The land that eventually became the museum grounds was previously the undeveloped portion of Cedarmere, poet William Cullen Bryant's retreat from his busy life in New York City. In the 1890s, his family sold all but seven acres to former congressman Lloyd Bryce, who hired Ogden Codman, Jr. to build a Georgian Revival mansion on the high ground in the middle of the property, overlooking nearby Hempstead Harbor. He named it Clayton.

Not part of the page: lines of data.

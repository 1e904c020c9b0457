use serde_json::Value;
use unicode_normalization::{UnicodeNormalization, is_nfc};

/// Return a copy of `value` with every string in NFC form.
///
/// Object keys and non-string scalars are left as they are; arrays keep
/// their order and length.
pub fn normalize(value: &Value) -> Value {
    let mut value = value.clone();
    normalize_in_place(&mut value);
    value
}

/// In-place variant of [`normalize`].
pub fn normalize_in_place(value: &mut Value) {
    match value {
        Value::String(s) => {
            if !is_nfc(s) {
                *s = s.nfc().collect();
            }
        }
        Value::Array(items) => items.iter_mut().for_each(normalize_in_place),
        Value::Object(map) => map.values_mut().for_each(normalize_in_place),
        Value::Null | Value::Bool(_) | Value::Number(_) => {}
    }
}

#[cfg(test)]
mod tests {
    use super::*;
    use serde_json::json;

    const CAFE_NFD: &str = "cafe\u{0301}";
    const CAFE_NFC: &str = "caf\u{00e9}";

    #[test]
    fn test_composes_strings() {
        assert_eq!(normalize(&json!(CAFE_NFD)), json!(CAFE_NFC));
    }

    #[test]
    fn test_descends_into_containers() {
        let doc = json!({ "apps": [{ "name": CAFE_NFD, "id": 1 }], "ok": true });
        let expected = json!({ "apps": [{ "name": CAFE_NFC, "id": 1 }], "ok": true });
        assert_eq!(normalize(&doc), expected);
    }

    #[test]
    fn test_keys_are_untouched() {
        let doc = json!({ CAFE_NFD: 1 });
        let normalized = normalize(&doc);
        let map = normalized.as_object().unwrap();
        assert!(map.contains_key(CAFE_NFD));
        assert!(!map.contains_key(CAFE_NFC));
    }

    #[test]
    fn test_scalars_pass_through() {
        for v in [json!(null), json!(false), json!(42), json!(-1.5)] {
            assert_eq!(normalize(&v), v);
        }
    }

    #[test]
    fn test_preserves_key_order() {
        let doc: Value = serde_json::from_str(r#"{"z":1,"a":2,"m":3}"#).unwrap();
        let keys: Vec<_> = normalize(&doc).as_object().unwrap().keys().cloned().collect();
        assert_eq!(keys, ["z", "a", "m"]);
    }
}
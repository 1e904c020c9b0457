//! Path-keyed byte storage with atomic replacement.
//!
//! The [`ByteStore`] trait is the only persistence seam the sync workflow
//! depends on. [`FsStore`] writes through [`atomic_write`] so an interrupted
//! run never leaves a truncated file behind.

mod error;
mod rw;
mod store;

pub use error::{Error, Result};
pub use rw::{Options, atomic_read, atomic_write};
pub use store::{ByteStore, FsStore, MemoryStore};
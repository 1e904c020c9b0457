//! Conditional HTTP GET with ETag revalidation.
//!
//! The transport sits behind [`HttpClient`]; [`ReqwestClient`] is the
//! production implementation and [`MockClient`] a scripted one for tests.
//! [`ConditionalFetcher`] sends `If-None-Match` when a validator is cached
//! and folds the response into [`Conditional`].

mod conditional;
mod error;
mod http;
mod mock;

pub use conditional::{Conditional, ConditionalFetcher, classify, conditional_headers};
pub use error::{FetchError, Result};
pub use http::{ClientSettings, ETAG, HttpClient, HttpResponse, IF_NONE_MATCH};
pub use mock::{MockClient, RecordedRequest};

#[cfg(feature = "reqwest")]
pub use http::ReqwestClient;
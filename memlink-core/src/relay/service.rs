//! The relay: a stateless broker between the controller and page tabs

use std::sync::Arc;

use serde_json::Value;
use tokio::task::JoinHandle;

use super::channel::{channel, spawn_service, Channel, MAILBOX_BUFFER};
use super::message::{RelayRequest, RelayResponse, TabId, TabRequest};
use super::tabs::TabHost;

/// Channel the controller uses to reach the relay
pub type RelayChannel = Channel<RelayRequest, RelayResponse>;

/// Stateless message dispatcher.
///
/// Every request is answered from the data it carries plus a fresh query of
/// the [`TabHost`]; nothing about tabs is remembered between requests.
#[derive(Clone)]
pub struct Relay {
    host: Arc<dyn TabHost>,
}

impl Relay {
    pub fn new(host: Arc<dyn TabHost>) -> Self {
        Self { host }
    }

    /// Answer one request. Never fails; faults become error responses.
    pub async fn handle(&self, request: RelayRequest) -> RelayResponse {
        tracing::debug!(message_type = request.kind(), "Relay received request");
        match request {
            RelayRequest::GetActiveTabId => self.active_tab_id(),
            RelayRequest::Ping => RelayResponse::Alive,
            RelayRequest::ExtractConversation { tab_id } => self.forward_extract(tab_id).await,
        }
    }

    /// Answer a raw `{type, ...}` message from a foreign context.
    pub async fn dispatch_value(&self, raw: Value) -> Value {
        match RelayRequest::from_value(raw) {
            Ok(request) => self.handle(request).await.to_value(),
            Err(response) => response.to_value(),
        }
    }

    /// Run the relay as a service and return its channel.
    pub fn spawn(self) -> (RelayChannel, JoinHandle<()>) {
        let (chan, mailbox) = channel(MAILBOX_BUFFER);
        let relay = Arc::new(self);
        let handle = spawn_service(mailbox, move |request: RelayRequest| {
            let relay = Arc::clone(&relay);
            async move { relay.handle(request).await }
        });
        (chan, handle)
    }

    fn active_tab_id(&self) -> RelayResponse {
        let tabs = self.host.active_tabs();
        let Some(tab) = tabs.first() else {
            tracing::warn!("No active tab found");
            return RelayResponse::NoActiveTab {
                error: "No active tab".to_string(),
            };
        };
        match tab.id {
            Some(id) => {
                tracing::debug!(tab_id = %id, "Returning active tab id");
                RelayResponse::ActiveTab(id)
            }
            None => {
                tracing::warn!(?tab, "Active tab has no id");
                RelayResponse::NoActiveTab {
                    error: "Invalid tab".to_string(),
                }
            }
        }
    }

    async fn forward_extract(&self, tab_id: TabId) -> RelayResponse {
        let Some(content) = self.host.content_channel(tab_id) else {
            tracing::warn!(tab_id = %tab_id, "No content service in tab");
            return RelayResponse::error(format!("No content script in tab {tab_id}"));
        };

        match content.request(TabRequest::ExtractConversation).await {
            Ok(response) => match response.error {
                Some(error) if response.text.is_empty() => {
                    tracing::warn!(tab_id = %tab_id, %error, "Content service reported an error");
                    RelayResponse::Error { error }
                }
                _ => RelayResponse::Conversation {
                    text: response.text,
                },
            },
            Err(e) => {
                tracing::warn!(tab_id = %tab_id, error = %e, "Content service did not answer");
                RelayResponse::error(format!("Tab {tab_id} did not respond: {e}"))
            }
        }
    }
}
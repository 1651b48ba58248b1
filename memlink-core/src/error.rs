//! Error types for memlink-core

use thiserror::Error;

/// Main error type for the memlink-core library
#[derive(Error, Debug)]
pub enum Error {
    /// A local precondition failed; never reaches the network
    #[error("{0}")]
    Validation(String),

    /// Backend answered 401; the stored session has already been cleared
    #[error("authentication rejected: {message}")]
    AuthRejected { message: String },

    /// Any other non-2xx response from the backend
    #[error("HTTP {status}: {message}")]
    Http { status: u16, message: String },

    /// Transport failed before a status was received
    #[error("network error: {0}")]
    Network(String),

    /// A 2xx response whose body is not valid JSON or has the wrong shape
    #[error("invalid response: {0}")]
    InvalidResponse(String),

    /// Login/register credentials refused by the backend (401)
    #[error("login rejected: {message}")]
    LoginRejected { message: String },

    /// Login/register succeeded at the HTTP level but carried no token
    #[error("no access token in response")]
    MissingAccessToken,

    /// The page was reachable but yielded no conversation
    #[error("no conversation found on the page")]
    ExtractionEmpty,

    /// No tab, no responding content service, or the relay is gone
    #[error("relay unavailable: {0}")]
    RelayUnavailable(String),

    /// IO error
    #[error("IO error: {0}")]
    Io(#[from] std::io::Error),

    /// JSON parsing error
    #[error("JSON error: {0}")]
    Json(#[from] serde_json::Error),

    /// Configuration error
    #[error("configuration error: {0}")]
    Config(String),
}

impl Error {
    /// Shorthand for [`Error::Validation`]
    pub fn validation(message: impl Into<String>) -> Self {
        Error::Validation(message.into())
    }

    /// True for errors that mean the session is gone.
    pub fn is_auth_rejected(&self) -> bool {
        matches!(self, Error::AuthRejected { .. })
    }

    /// Message suitable for showing to the person at the keyboard.
    pub fn user_message(&self) -> String {
        match self {
            Error::Validation(message) => message.clone(),
            Error::AuthRejected { message } => {
                format!("Session expired or rejected ({message}). Please log in again.")
            }
            Error::LoginRejected { message } => format!("Login failed: {message}"),
            Error::Http { message, .. } => message.clone(),
            Error::Network(_) => "Could not reach the memory server. Check your connection.".into(),
            Error::MissingAccessToken => "Login failed: no access token in response".into(),
            Error::ExtractionEmpty | Error::RelayUnavailable(_) => {
                "Could not extract conversation. Are you on the right page?".into()
            }
            other => other.to_string(),
        }
    }
}

/// Result type alias for memlink-core
pub type Result<T> = std::result::Result<T, Error>;
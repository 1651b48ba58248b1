//! Session token ownership and storage
//!
//! A [`Session`] holds at most one opaque bearer token. The token is assumed
//! valid until the backend rejects it; nothing here tracks expiry. Storage is
//! injected through [`SessionStore`] so the same session can be backed by a
//! file for the CLI or by memory in tests.

use std::fs;
use std::io;
use std::path::{Path, PathBuf};
use std::sync::{Arc, Mutex};

use serde::{Deserialize, Serialize};

use crate::error::{Error, Result};
use crate::logging::redact_token;

/// Key under which the token is persisted. Stable across releases.
pub const TOKEN_KEY: &str = "access_token";

/// Durable single-slot storage for the session token.
pub trait SessionStore: Send + Sync {
    /// Read the stored token, if any.
    fn get(&self) -> Option<String>;

    /// Store `token`, replacing any prior value.
    fn set(&self, token: &str) -> Result<()>;

    /// Remove the stored token. Removing an absent token is not an error.
    fn clear(&self) -> Result<()>;
}

/// On-disk shape of the token file
#[derive(Debug, Serialize, Deserialize)]
struct StoredSession {
    access_token: String,
}

/// Token persisted as a small JSON document on disk
#[derive(Debug, Clone)]
pub struct FileSessionStore {
    path: PathBuf,
}

impl FileSessionStore {
    pub fn new(path: impl Into<PathBuf>) -> Self {
        Self { path: path.into() }
    }

    pub fn path(&self) -> &Path {
        &self.path
    }

    fn write_atomically(&self, contents: &[u8]) -> io::Result<()> {
        if let Some(parent) = self.path.parent() {
            fs::create_dir_all(parent)?;
        }
        let tmp = self.path.with_extension("json.tmp");
        fs::write(&tmp, contents)?;
        restrict_permissions(&tmp)?;
        fs::rename(&tmp, &self.path)
    }
}

impl SessionStore for FileSessionStore {
    fn get(&self) -> Option<String> {
        let content = match fs::read_to_string(&self.path) {
            Ok(content) => content,
            Err(e) if e.kind() == io::ErrorKind::NotFound => return None,
            Err(e) => {
                tracing::warn!(path = %self.path.display(), error = %e, "Failed to read session file");
                return None;
            }
        };

        match serde_json::from_str::<StoredSession>(&content) {
            Ok(stored) if !stored.access_token.is_empty() => Some(stored.access_token),
            Ok(_) => None,
            Err(e) => {
                tracing::warn!(path = %self.path.display(), error = %e, "Ignoring corrupt session file");
                None
            }
        }
    }

    fn set(&self, token: &str) -> Result<()> {
        let stored = StoredSession {
            access_token: token.to_string(),
        };
        let contents = serde_json::to_vec(&stored)?;
        self.write_atomically(&contents)?;
        Ok(())
    }

    fn clear(&self) -> Result<()> {
        match fs::remove_file(&self.path) {
            Ok(()) => Ok(()),
            Err(e) if e.kind() == io::ErrorKind::NotFound => Ok(()),
            Err(e) => Err(e.into()),
        }
    }
}

#[cfg(unix)]
fn restrict_permissions(path: &Path) -> io::Result<()> {
    use std::os::unix::fs::PermissionsExt;
    fs::set_permissions(path, fs::Permissions::from_mode(0o600))
}

#[cfg(not(unix))]
fn restrict_permissions(_path: &Path) -> io::Result<()> {
    Ok(())
}

/// In-process token slot
#[derive(Debug, Default)]
pub struct MemorySessionStore {
    token: Mutex<Option<String>>,
}

impl MemorySessionStore {
    pub fn new() -> Self {
        Self::default()
    }

    pub fn with_token(token: impl Into<String>) -> Self {
        Self {
            token: Mutex::new(Some(token.into())),
        }
    }
}

impl SessionStore for MemorySessionStore {
    fn get(&self) -> Option<String> {
        self.token
            .lock()
            .unwrap_or_else(|poisoned| poisoned.into_inner())
            .clone()
    }

    fn set(&self, token: &str) -> Result<()> {
        *self
            .token
            .lock()
            .unwrap_or_else(|poisoned| poisoned.into_inner()) = Some(token.to_string());
        Ok(())
    }

    fn clear(&self) -> Result<()> {
        self.token
            .lock()
            .unwrap_or_else(|poisoned| poisoned.into_inner())
            .take();
        Ok(())
    }
}

/// Handle to the one session of this client.
///
/// Cheap to clone; every clone shares the same store, so a token cleared by
/// the sync client is immediately gone for the controller too.
#[derive(Clone)]
pub struct Session {
    store: Arc<dyn SessionStore>,
}

impl Session {
    pub fn new(store: Arc<dyn SessionStore>) -> Self {
        Self { store }
    }

    /// Session backed by a token file at `path`.
    pub fn file(path: impl Into<PathBuf>) -> Self {
        Self::new(Arc::new(FileSessionStore::new(path)))
    }

    /// Session held only in memory.
    pub fn in_memory() -> Self {
        Self::new(Arc::new(MemorySessionStore::new()))
    }

    pub fn get_token(&self) -> Option<String> {
        self.store.get()
    }

    /// Store a new token. Only emptiness is checked.
    pub fn set_token(&self, token: &str) -> Result<()> {
        if token.is_empty() {
            return Err(Error::validation("token must not be empty"));
        }
        self.store.set(token)?;
        tracing::debug!(token = %redact_token(token), "Session token stored");
        Ok(())
    }

    pub fn clear_token(&self) -> Result<()> {
        self.store.clear()?;
        tracing::debug!("Session token cleared");
        Ok(())
    }

    /// True iff a token is present. Does not contact the backend.
    pub fn is_authenticated(&self) -> bool {
        self.get_token().is_some()
    }
}

impl std::fmt::Debug for Session {
    fn fmt(&self, f: &mut std::fmt::Formatter<'_>) -> std::fmt::Result {
        f.debug_struct("Session")
            .field("authenticated", &self.is_authenticated())
            .finish()
    }
}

In 1919 Bryant’s heirs sold the estate to Henry Clay Frick, the co-founder of U.S. Steel, for his son, Childs Frick. The architect Sir Charles Carrick Allow was commissioned to redesign the facade and much of the interior. The Fricks named their home Clayton. Childs Frick and his wife Frances lived at Clayton for almost 50 years, until his death in 1965. The county bought the estate four years later and converted it into a museum, called Nassau County Museum of Art. In 1989, NCMA became a private not-for-profit institution and since has been governed and funded by a private board of trustees which includes many of Long Island’s most prominent business, civic and social leaders.

The Fine Arts Museum of Long Island, which spun off from the Nassau County Museum of Art, operated from 1978 to 2003.